The provision highlighted by both reports limited the DEA's power to immediately suspend the registrations of manufacturers, distributors, pharmacists, and doctors based on an "imminent danger to the public health or safety." Marino's bill defined that phrase to mean "a substantial likelihood of an immediate threat that death, serious bodily harm, or abuse of a controlled substance will occur in the absence of an immediate suspension of the registration." It thereby constrained the DEA's ability to summarily stop people from prescribing or supplying controlled substances, requiring some evidence of a genuine emergency.

To my mind, any limit on the DEA's power is welcome. The DEA, not surprisingly, tends to take a different view. But the DEA's leadership, which at the time was trying to promote a less antagonistic relationship with the pharmaceutical industry, signed off on the new language, as did the Justice Department. Legislators read the DEA's approval to mean there were no law enforcement objections to the bill, which explains why it passed Congress with no resistance. Even ardent prohibitionists thought the clarification of the "imminent danger" standard was fair and reasonable.

"We worked collaboratively with DEA and DOJ…and they contributed significantly to the language of the bill," a spokesman for Sen. Orrin Hatch (R-Utah) told the Post. "DEA had plenty of opportunities to stop the bill, and they did not do so." A spokesman for Sen.
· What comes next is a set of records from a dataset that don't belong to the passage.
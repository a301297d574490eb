use color_eyre::Result;

use super::models::{Page, Survey};
use super::Db;
use crate::models::SurveyDef;
use crate::utils;

impl Db {
    /// Insert a survey with all its pages and questions atomically in a
    /// transaction. Page and question ranks are assigned as a dense
    /// 1-based sequence in definition order. The result-access token is
    /// generated here, once, and never reassigned.
    pub async fn load_survey(&self, def: SurveyDef) -> Result<i64> {
        let token = utils::generate_token();
        let mut tx = self.pool.begin().await?;

        let survey_id: i64 = sqlx::query_scalar(
            "INSERT INTO surveys (name, slug, logo, token, intro, outro) VALUES ($1, $2, $3, $4, $5, $6) RETURNING id",
        )
        .bind(&def.name)
        .bind(&def.slug)
        .bind(&def.logo)
        .bind(&token)
        .bind(&def.intro)
        .bind(&def.outro)
        .fetch_one(&mut *tx)
        .await?;

        for (page_idx, page) in def.pages.iter().enumerate() {
            let page_id: i64 = sqlx::query_scalar(
                "INSERT INTO pages (survey_id, rank, intro) VALUES ($1, $2, $3) RETURNING id",
            )
            .bind(survey_id)
            .bind(page_idx as i64 + 1)
            .bind(&page.intro)
            .fetch_one(&mut *tx)
            .await?;

            for (question_idx, question) in page.questions.iter().enumerate() {
                let choices = if question.choices.is_empty() {
                    None
                } else {
                    Some(serde_json::to_string(&question.choices)?)
                };

                sqlx::query(
                    r#"
                    INSERT INTO questions
                        (page_id, rank, question_type, question_text, required,
                         choices, choices_blank_allowed, num_answer_min, num_answer_max)
                    VALUES ($1, $2, $3, $4, $5, $6, $7, $8, $9)
                    "#,
                )
                .bind(page_id)
                .bind(question_idx as i64 + 1)
                .bind(question.kind.code())
                .bind(&question.text)
                .bind(question.required)
                .bind(&choices)
                .bind(question.choices_blank_allowed)
                .bind(question.num_min)
                .bind(question.num_max)
                .execute(&mut *tx)
                .await?;
            }
        }

        tx.commit().await?;

        tracing::info!("survey loaded: id={survey_id} slug={}", def.slug);
        Ok(survey_id)
    }

    pub async fn survey_by_slug(&self, slug: &str) -> Result<Option<Survey>> {
        let survey = sqlx::query_as::<_, Survey>(
            "SELECT id, name, slug, logo, editable, token, intro, outro FROM surveys WHERE slug = $1",
        )
        .bind(slug)
        .fetch_optional(&self.pool)
        .await?;

        Ok(survey)
    }

    pub async fn survey_by_id(&self, survey_id: i64) -> Result<Option<Survey>> {
        let survey = sqlx::query_as::<_, Survey>(
            "SELECT id, name, slug, logo, editable, token, intro, outro FROM surveys WHERE id = $1",
        )
        .bind(survey_id)
        .fetch_optional(&self.pool)
        .await?;

        Ok(survey)
    }

    /// Result-view lookup: the survey token is the access capability.
    pub async fn survey_by_id_and_token(
        &self,
        survey_id: i64,
        token: &str,
    ) -> Result<Option<Survey>> {
        let survey = sqlx::query_as::<_, Survey>(
            "SELECT id, name, slug, logo, editable, token, intro, outro FROM surveys WHERE id = $1 AND token = $2",
        )
        .bind(survey_id)
        .bind(token)
        .fetch_optional(&self.pool)
        .await?;

        Ok(survey)
    }

    pub async fn page_by_rank(&self, survey_id: i64, rank: i64) -> Result<Option<Page>> {
        let page = sqlx::query_as::<_, Page>(
            "SELECT id, survey_id, rank, intro FROM pages WHERE survey_id = $1 AND rank = $2",
        )
        .bind(survey_id)
        .bind(rank)
        .fetch_optional(&self.pool)
        .await?;

        Ok(page)
    }

    pub async fn page_by_id(&self, page_id: i64) -> Result<Option<Page>> {
        let page = sqlx::query_as::<_, Page>(
            "SELECT id, survey_id, rank, intro FROM pages WHERE id = $1",
        )
        .bind(page_id)
        .fetch_optional(&self.pool)
        .await?;

        Ok(page)
    }

    pub async fn last_page(&self, survey_id: i64) -> Result<Option<Page>> {
        let page = sqlx::query_as::<_, Page>(
            "SELECT id, survey_id, rank, intro FROM pages WHERE survey_id = $1 ORDER BY rank DESC LIMIT 1",
        )
        .bind(survey_id)
        .fetch_optional(&self.pool)
        .await?;

        Ok(page)
    }
}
Sheldon Whitehouse (D-R.I.) likewise said the DEA never expressed any reservations, adding, "The fact that it passed the entire Senate without hearing any sort of communication that would have triggered concern of at least one senator doesn't really pass the smell test."

By contrast, the disgruntled drug warriors who were the main sources for the Post and 60 Minutes stories—most conspicuously, Joe Rannazzisi, who used to run the DEA's Office of Diversion Control—see the bill as a shameful surrender to the evil pharmaceutical companies that profit from opioid addiction. That is the view that the Post and 60 Minutes adopted, almost without qualification.
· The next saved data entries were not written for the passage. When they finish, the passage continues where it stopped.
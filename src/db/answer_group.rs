use color_eyre::{eyre::OptionExt, Result};

use super::models::AnswerGroup;
use super::Db;
use crate::utils;

impl Db {
    /// Start a fresh respondent session for a survey: new opaque token,
    /// page pointer at the rank-1 page.
    pub async fn create_answer_group(&self, survey_id: i64) -> Result<AnswerGroup> {
        let token = utils::generate_token();
        let first_page = self
            .page_by_rank(survey_id, 1)
            .await?
            .ok_or_eyre("survey has no pages")?;

        let id: i64 = sqlx::query_scalar(
            "INSERT INTO answer_groups (survey_id, page_id, token) VALUES ($1, $2, $3) RETURNING id",
        )
        .bind(survey_id)
        .bind(first_page.id)
        .bind(&token)
        .fetch_one(&self.pool)
        .await?;

        tracing::info!("answer group created: id={id} survey={survey_id}");

        Ok(AnswerGroup {
            id,
            survey_id,
            page_id: Some(first_page.id),
            token,
        })
    }

    /// Resolve a respondent credential. `None` means the token is
    /// unknown or stale; callers start a fresh session in that case.
    pub async fn answer_group(&self, survey_id: i64, token: &str) -> Result<Option<AnswerGroup>> {
        let group = sqlx::query_as::<_, AnswerGroup>(
            "SELECT id, survey_id, page_id, token FROM answer_groups WHERE survey_id = $1 AND token = $2",
        )
        .bind(survey_id)
        .bind(token)
        .fetch_optional(&self.pool)
        .await?;

        Ok(group)
    }

    /// Move the page pointer. `None` marks the session complete; the
    /// pointer only ever moves forward, and never away from complete.
    pub async fn set_current_page(&self, group_id: i64, page_id: Option<i64>) -> Result<()> {
        sqlx::query(
            "UPDATE answer_groups SET page_id = $1, updated_at = strftime('%s', 'now') WHERE id = $2",
        )
        .bind(page_id)
        .bind(group_id)
        .execute(&self.pool)
        .await?;

        Ok(())
    }

    /// Aggregation denominator: every respondent session counts once,
    /// answered or not.
    pub async fn answer_groups_count(&self, survey_id: i64) -> Result<i64> {
        let count: i64 =
            sqlx::query_scalar("SELECT COUNT(*) FROM answer_groups WHERE survey_id = $1")
                .bind(survey_id)
                .fetch_one(&self.pool)
                .await?;

        Ok(count)
    }
}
The reports give short shrift to the argument that the vague "imminent danger" standard was unfair and legally shaky, to the point that it threatened the viability of the DEA's cases. They pay no attention at all to the perspective of the bona fide pain patients who suffer when the government cracks down on opioids. There is not a whiff in either report of the ineluctable conflict between drug control and pain control, even though reconciling those irreconcilable goals was the main rationale for Marino's bill. Nor do the reports give any sense of the damage done by pushing addicts into the black market, where drugs are more variable and therefore more dangerous.

It does not matter much whether Marino or someone else becomes Trump's drug czar, a position with little real power that is useful mainly as an indicator of an administration's drug policy inclinations. But it does matter that the simpleminded narrative endorsed by the Post and 60 Minutes, in which opioid addiction is caused by rapacious capitalists with the help of their paid stooges in Congress, is so widely and credulously accepted that Marino was doomed once it tainted him. That narrative leaves no room for the complicated sources of addiction (which is not caused simply by exposure to drugs), the ways in which prohibition makes addiction more perilous, or the harm that restricting access to opioids does to innocent bystanders.

Addendum: Yesterday Hatch, who sponsored the Ensuring Patient Access and Effective Drug Enforcement Act in the Senate, noted that Sen. Joe Manchin (D-W.Va.), who said Trump should withdraw Marino's nomination in light of the legislation, supported the bill at the time. So did Sen. Claire McCaskill (D-Mo.), who now says the law should be repealed. "Did the entire United States Congress decide to shield its eyes to the true sinister intent of this legislation?" Hatch asked in a floor speech.

While legislators' reluctance to read the bills they pass (even short bills like this one) should not be underestimated, they are on pretty shaky ground when they suddenly repudiate legislation they supported and portray sponsorship of it as disqualifying. Manchin and McCaskill are effectively saying they had no idea what they were voting for until they read about it in The Washington Post a year and a half later.